Stored dataset items

//! Master boot record writer.

use crate::put_u32;

const SECTOR: usize = 512;

/// Places volume images behind a four-slot MBR partition table.
#[derive(Debug, Default, Clone)]
pub struct MbrImageBuilder {
    partitions: Vec<(u8, u32, Vec<u8>)>,
}

impl MbrImageBuilder {
    #[must_use]
    pub fn new() -> Self {
        Self::default()
    }

    /// Add a partition of `kind` starting at `start_lba` holding `image`.
    pub fn partition(&mut self, kind: u8, start_lba: u32, image: Vec<u8>) -> &mut Self {
        self.partitions.push((kind, start_lba, image));
        self
    }

    /// Serialize the disk.
    ///
    /// # Panics
    /// With more than four partitions, or overlapping ones.
    #[must_use]
    pub fn build(&self) -> Vec<u8> {
        assert!(self.partitions.len() <= 4, "MBR holds four partitions");
        let end = self
            .partitions
            .iter()
            .map(|(_, start, img)| *start as usize * SECTOR + img.len().next_multiple_of(SECTOR))
            .max()
            .unwrap_or(SECTOR)
            .max(SECTOR);

        let mut disk = vec![0u8; end];
        for (i, (kind, start, img)) in self.partitions.iter().enumerate() {
            assert!(*start >= 1, "partition overlaps the MBR");
            let e = 446 + i * 16;
            disk[e] = if i == 0 { 0x80 } else { 0 };
            disk[e + 1..e + 4].copy_from_slice(&[0xFE, 0xFF, 0xFF]);
            disk[e + 4] = *kind;
            disk[e + 5..e + 8].copy_from_slice(&[0xFE, 0xFF, 0xFF]);
            put_u32(&mut disk, e + 8, *start);
            let sectors = u32::try_from(img.len().div_ceil(SECTOR)).expect("partition too large");
            put_u32(&mut disk, e + 12, sectors);

            let off = *start as usize * SECTOR;
            assert!(
                disk[off..off + img.len()].iter().all(|&b| b == 0),
                "partitions overlap"
            );
            disk[off..off + img.len()].copy_from_slice(img);
        }
        disk[510] = 0x55;
        disk[511] = 0xAA;
        disk
    }
}
use boot_image::{Compression, DirEntrySpec, FatImageBuilder, FatType, MbrImageBuilder, ZipBuilder};

fn u16_at(b: &[u8], off: usize) -> u16 {
    u16::from_le_bytes([b[off], b[off + 1]])
}

fn u32_at(b: &[u8], off: usize) -> u32 {
    u32::from_le_bytes([b[off], b[off + 1], b[off + 2], b[off + 3]])
}

#[test]
fn zip_ends_with_an_eocd_record() {
    let zip = ZipBuilder::new()
        .file("init", b"#!init\n", Compression::Stored)
        .file("bin/sh", &[0x7F; 300], Compression::Deflated)
        .build();

    let eocd = zip.len() - 22;
    assert_eq!(u32_at(&zip, eocd), 0x0605_4B50);
    assert_eq!(u16_at(&zip, eocd + 10), 2);
    let cd = u32_at(&zip, eocd + 16) as usize;
    assert_eq!(u32_at(&zip, cd), 0x0201_4B50);
    assert_eq!(u32_at(&zip, 0), 0x0403_4B50);
}

#[test]
fn short_names_are_padded_upper_case() {
    assert_eq!(&DirEntrySpec::short_name("init"), b"INIT       ");
    assert_eq!(&DirEntrySpec::short_name("init.bin"), b"INIT    BIN");
    assert_eq!(&DirEntrySpec::short_name(".init"), b".INIT      ");
}

#[test]
fn fat16_boot_sector_describes_the_layout() {
    let img = FatImageBuilder::new(FatType::Fat16, 8192)
        .file("init", b"hello")
        .build();

    assert_eq!(img.len(), 8192 * 512);
    assert_eq!(&img[510..512], &[0x55, 0xAA]);
    assert_eq!(u16_at(&img, 11), 512);
    assert_eq!(u16_at(&img, 17), 512);
    let fat_size = u32::from(u16_at(&img, 22));
    let root_lba = (1 + 2 * fat_size) as usize;
    assert_eq!(&img[root_lba * 512..root_lba * 512 + 11], b"INIT       ");
}

#[test]
fn fat32_root_lives_in_a_cluster() {
    let img = FatImageBuilder::new(FatType::Fat32, 4096)
        .file("init", b"x")
        .build();
    assert_eq!(u16_at(&img, 17), 0);
    assert_eq!(u16_at(&img, 22), 0);
    assert_eq!(&img[82..90], b"FAT32   ");

    // The file takes cluster 2, the root directory follows it.
    let root_cluster = u32_at(&img, 44);
    assert_eq!(root_cluster, 3);
    let data_lba = 32 + 2 * u32_at(&img, 36);
    let root = (data_lba + root_cluster - 2) as usize * 512;
    assert_eq!(&img[root..root + 11], b"INIT       ");
}

#[test]
fn mbr_places_partitions_at_their_lba() {
    let vol = vec![0xABu8; 1024];
    let disk = MbrImageBuilder::new().partition(0x06, 4, vol).build();
    assert_eq!(&disk[510..512], &[0x55, 0xAA]);
    assert_eq!(disk[446 + 4], 0x06);
    assert_eq!(u32_at(&disk, 446 + 8), 4);
    assert_eq!(u32_at(&disk, 446 + 12), 2);
    assert_eq!(disk[4 * 512], 0xAB);
    assert_eq!(disk.len(), 6 * 512);
}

Exercise prompt: The lines holding the word "FatImageBuilder" are the answer. Pull them out of the records and copy them.

Solution to the problem:
use boot_image::{Compression, DirEntrySpec, FatImageBuilder, FatType, MbrImageBuilder, ZipBuilder};
    let img = FatImageBuilder::new(FatType::Fat16, 8192)
    let img = FatImageBuilder::new(FatType::Fat32, 4096)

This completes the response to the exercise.